The data is to be transcribed in full, with nothing missed.

[Collected data entries]
********

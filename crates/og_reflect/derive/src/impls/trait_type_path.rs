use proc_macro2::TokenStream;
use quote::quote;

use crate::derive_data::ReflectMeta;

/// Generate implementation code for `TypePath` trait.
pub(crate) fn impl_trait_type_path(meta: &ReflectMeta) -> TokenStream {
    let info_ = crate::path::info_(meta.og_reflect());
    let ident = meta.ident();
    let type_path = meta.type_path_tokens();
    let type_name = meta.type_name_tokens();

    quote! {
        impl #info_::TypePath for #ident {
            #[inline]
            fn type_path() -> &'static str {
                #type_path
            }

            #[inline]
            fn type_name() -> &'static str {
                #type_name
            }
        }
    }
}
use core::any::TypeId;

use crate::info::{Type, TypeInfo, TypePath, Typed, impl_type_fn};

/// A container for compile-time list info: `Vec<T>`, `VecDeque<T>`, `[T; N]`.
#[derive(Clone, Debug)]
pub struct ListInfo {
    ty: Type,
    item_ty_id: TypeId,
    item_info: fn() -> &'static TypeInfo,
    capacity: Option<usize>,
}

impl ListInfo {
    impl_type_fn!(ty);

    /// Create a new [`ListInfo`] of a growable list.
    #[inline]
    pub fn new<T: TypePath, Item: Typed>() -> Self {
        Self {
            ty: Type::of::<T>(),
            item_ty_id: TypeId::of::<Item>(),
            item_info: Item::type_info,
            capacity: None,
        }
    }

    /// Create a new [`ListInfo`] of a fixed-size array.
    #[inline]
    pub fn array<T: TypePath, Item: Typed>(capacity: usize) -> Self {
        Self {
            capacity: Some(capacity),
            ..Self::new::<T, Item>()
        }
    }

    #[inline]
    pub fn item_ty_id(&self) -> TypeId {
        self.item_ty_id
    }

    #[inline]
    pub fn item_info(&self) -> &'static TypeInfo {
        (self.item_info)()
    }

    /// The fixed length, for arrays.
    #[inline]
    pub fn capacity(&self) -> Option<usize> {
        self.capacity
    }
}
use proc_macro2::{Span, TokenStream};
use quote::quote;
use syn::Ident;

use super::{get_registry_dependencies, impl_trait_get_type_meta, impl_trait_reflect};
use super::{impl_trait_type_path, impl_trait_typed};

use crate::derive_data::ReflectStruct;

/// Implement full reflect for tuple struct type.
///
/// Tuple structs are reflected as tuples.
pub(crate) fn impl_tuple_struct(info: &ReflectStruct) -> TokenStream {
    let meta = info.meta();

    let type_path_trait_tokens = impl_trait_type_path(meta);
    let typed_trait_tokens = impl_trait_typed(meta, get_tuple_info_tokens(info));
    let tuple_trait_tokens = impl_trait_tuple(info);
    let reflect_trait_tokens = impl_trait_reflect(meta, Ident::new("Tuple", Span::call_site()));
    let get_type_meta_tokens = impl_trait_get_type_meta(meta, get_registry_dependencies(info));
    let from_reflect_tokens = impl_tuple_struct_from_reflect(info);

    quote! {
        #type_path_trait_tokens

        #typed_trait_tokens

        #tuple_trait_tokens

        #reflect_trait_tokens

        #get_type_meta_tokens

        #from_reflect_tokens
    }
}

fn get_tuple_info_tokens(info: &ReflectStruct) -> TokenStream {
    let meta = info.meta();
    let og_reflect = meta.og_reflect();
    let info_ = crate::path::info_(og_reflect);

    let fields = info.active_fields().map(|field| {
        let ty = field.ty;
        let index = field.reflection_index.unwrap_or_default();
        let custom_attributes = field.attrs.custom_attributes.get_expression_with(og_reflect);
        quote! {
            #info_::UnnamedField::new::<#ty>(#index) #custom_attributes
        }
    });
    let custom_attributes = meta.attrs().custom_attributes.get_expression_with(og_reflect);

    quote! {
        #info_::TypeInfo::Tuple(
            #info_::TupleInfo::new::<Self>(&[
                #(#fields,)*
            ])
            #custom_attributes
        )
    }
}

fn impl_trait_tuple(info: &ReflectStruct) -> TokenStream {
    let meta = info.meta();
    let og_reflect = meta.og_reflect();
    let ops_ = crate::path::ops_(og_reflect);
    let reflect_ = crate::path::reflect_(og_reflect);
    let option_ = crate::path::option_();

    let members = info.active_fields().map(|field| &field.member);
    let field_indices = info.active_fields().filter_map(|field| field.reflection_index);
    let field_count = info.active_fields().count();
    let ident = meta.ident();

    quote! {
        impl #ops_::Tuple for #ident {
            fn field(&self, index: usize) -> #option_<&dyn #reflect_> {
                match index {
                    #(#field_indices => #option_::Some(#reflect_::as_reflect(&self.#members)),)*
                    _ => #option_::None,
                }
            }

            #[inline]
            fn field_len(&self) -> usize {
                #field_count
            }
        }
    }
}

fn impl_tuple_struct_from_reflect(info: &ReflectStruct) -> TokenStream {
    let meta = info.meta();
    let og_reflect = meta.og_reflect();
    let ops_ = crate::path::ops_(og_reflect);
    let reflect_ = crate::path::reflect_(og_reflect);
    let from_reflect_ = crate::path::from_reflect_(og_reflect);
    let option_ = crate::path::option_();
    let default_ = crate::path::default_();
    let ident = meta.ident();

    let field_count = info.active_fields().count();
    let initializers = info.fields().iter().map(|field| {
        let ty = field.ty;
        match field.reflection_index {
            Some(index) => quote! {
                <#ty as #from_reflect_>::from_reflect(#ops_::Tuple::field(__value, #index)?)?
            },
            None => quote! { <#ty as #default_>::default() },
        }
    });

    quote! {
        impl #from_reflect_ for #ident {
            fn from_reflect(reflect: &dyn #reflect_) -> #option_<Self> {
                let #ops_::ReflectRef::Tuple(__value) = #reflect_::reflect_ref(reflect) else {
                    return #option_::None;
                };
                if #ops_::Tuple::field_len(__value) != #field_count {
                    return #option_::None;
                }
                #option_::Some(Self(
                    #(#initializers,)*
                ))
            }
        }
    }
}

********

* _EXERCISE RESPONSE_:
filename crates/og_reflect/derive/src/impls/trait_type_path.rs
use proc_macro2::TokenStream;
use quote::quote;

use crate::derive_data::ReflectMeta;

/// Generate implementation code for `TypePath` trait.
pub(crate) fn impl_trait_type_path(meta: &ReflectMeta) -> TokenStream {
    let info_ = crate::path::info_(meta.og_reflect());
    let ident = meta.ident();
    let type_path = meta.type_path_tokens();
    let type_name = meta.type_name_tokens();

    quote! {
        impl #info_::TypePath for #ident {
            #[inline]
            fn type_path() -> &'static str {
                #type_path
            }

            #[inline]
            fn type_name() -> &'static str {
                #type_name
            }
        }
    }
}
use core::any::TypeId;

use crate::info::{Type, TypeInfo, TypePath, Typed, impl_type_fn};

/// A container for compile-time list info: `Vec<T>`, `VecDeque<T>`, `[T; N]`.
#[derive(Clone, Debug)]
pub struct ListInfo {
    ty: Type,
    item_ty_id: TypeId,
    item_info: fn() -> &'static TypeInfo,
    capacity: Option<usize>,
}

impl ListInfo {
    impl_type_fn!(ty);

    /// Create a new [`ListInfo`] of a growable list.
    #[inline]
    pub fn new<T: TypePath, Item: Typed>() -> Self {
        Self {
            ty: Type::of::<T>(),
            item_ty_id: TypeId::of::<Item>(),
            item_info: Item::type_info,
            capacity: None,
        }
    }

    /// Create a new [`ListInfo`] of a fixed-size array.
    #[inline]
    pub fn array<T: TypePath, Item: Typed>(capacity: usize) -> Self {
        Self {
            capacity: Some(capacity),
            ..Self::new::<T, Item>()
        }
    }

    #[inline]
    pub fn item_ty_id(&self) -> TypeId {
        self.item_ty_id
    }

    #[inline]
    pub fn item_info(&self) -> &'static TypeInfo {
        (self.item_info)()
    }

    /// The fixed length, for arrays.
    #[inline]
    pub fn capacity(&self) -> Option<usize> {
        self.capacity
    }
}
use proc_macro2::{Span, TokenStream};
use quote::quote;
use syn::Ident;

use super::{get_registry_dependencies, impl_trait_get_type_meta, impl_trait_reflect};
use super::{impl_trait_type_path, impl_trait_typed};

use crate::derive_data::ReflectStruct;

/// Implement full reflect for tuple struct type.
///
/// Tuple structs are reflected as tuples.
pub(crate) fn impl_tuple_struct(info: &ReflectStruct) -> TokenStream {
    let meta = info.meta();

    let type_path_trait_tokens = impl_trait_type_path(meta);
    let typed_trait_tokens = impl_trait_typed(meta, get_tuple_info_tokens(info));
    let tuple_trait_tokens = impl_trait_tuple(info);
    let reflect_trait_tokens = impl_trait_reflect(meta, Ident::new("Tuple", Span::call_site()));
    let get_type_meta_tokens = impl_trait_get_type_meta(meta, get_registry_dependencies(info));
    let from_reflect_tokens = impl_tuple_struct_from_reflect(info);

    quote! {
        #type_path_trait_tokens

        #typed_trait_tokens

        #tuple_trait_tokens

        #reflect_trait_tokens

        #get_type_meta_tokens

        #from_reflect_tokens
    }
}

fn get_tuple_info_tokens(info: &ReflectStruct) -> TokenStream {
    let meta = info.meta();
    let og_reflect = meta.og_reflect();
    let info_ = crate::path::info_(og_reflect);

    let fields = info.active_fields().map(|field| {
        let ty = field.ty;
        let index = field.reflection_index.unwrap_or_default();
        let custom_attributes = field.attrs.custom_attributes.get_expression_with(og_reflect);
        quote! {
            #info_::UnnamedField::new::<#ty>(#index) #custom_attributes
        }
    });
    let custom_attributes = meta.attrs().custom_attributes.get_expression_with(og_reflect);

    quote! {
        #info_::TypeInfo::Tuple(
            #info_::TupleInfo::new::<Self>(&[
                #(#fields,)*
            ])
            #custom_attributes
        )
    }
}

fn impl_trait_tuple(info: &ReflectStruct) -> TokenStream {
    let meta = info.meta();
    let og_reflect = meta.og_reflect();
    let ops_ = crate::path::ops_(og_reflect);
    let reflect_ = crate::path::reflect_(og_reflect);
    let option_ = crate::path::option_();

    let members = info.active_fields().map(|field| &field.member);
    let field_indices = info.active_fields().filter_map(|field| field.reflection_index);
    let field_count = info.active_fields().count();
    let ident = meta.ident();

    quote! {
        impl #ops_::Tuple for #ident {
            fn field(&self, index: usize) -> #option_<&dyn #reflect_> {
                match index {
                    #(#field_indices => #option_::Some(#reflect_::as_reflect(&self.#members)),)*
                    _ => #option_::None,
                }
            }

            #[inline]
            fn field_len(&self) -> usize {
                #field_count
            }
        }
    }
}

fn impl_tuple_struct_from_reflect(info: &ReflectStruct) -> TokenStream {
    let meta = info.meta();
    let og_reflect = meta.og_reflect();
    let ops_ = crate::path::ops_(og_reflect);
    let reflect_ = crate::path::reflect_(og_reflect);
    let from_reflect_ = crate::path::from_reflect_(og_reflect);
    let option_ = crate::path::option_();
    let default_ = crate::path::default_();
    let ident = meta.ident();

    let field_count = info.active_fields().count();
    let initializers = info.fields().iter().map(|field| {
        let ty = field.ty;
        match field.reflection_index {
            Some(index) => quote! {
                <#ty as #from_reflect_>::from_reflect(#ops_::Tuple::field(__value, #index)?)?
            },
            None => quote! { <#ty as #default_>::default() },
        }
    });

    quote! {
        impl #from_reflect_ for #ident {
            fn from_reflect(reflect: &dyn #reflect_) -> #option_<Self> {
                let #ops_::ReflectRef::Tuple(__value) = #reflect_::reflect_ref(reflect) else {
                    return #option_::None;
                };
                if #ops_::Tuple::field_len(__value) != #field_count {
                    return #option_::None;
                }
                #option_::Some(Self(
                    #(#initializers,)*
                ))
            }
        }
    }
}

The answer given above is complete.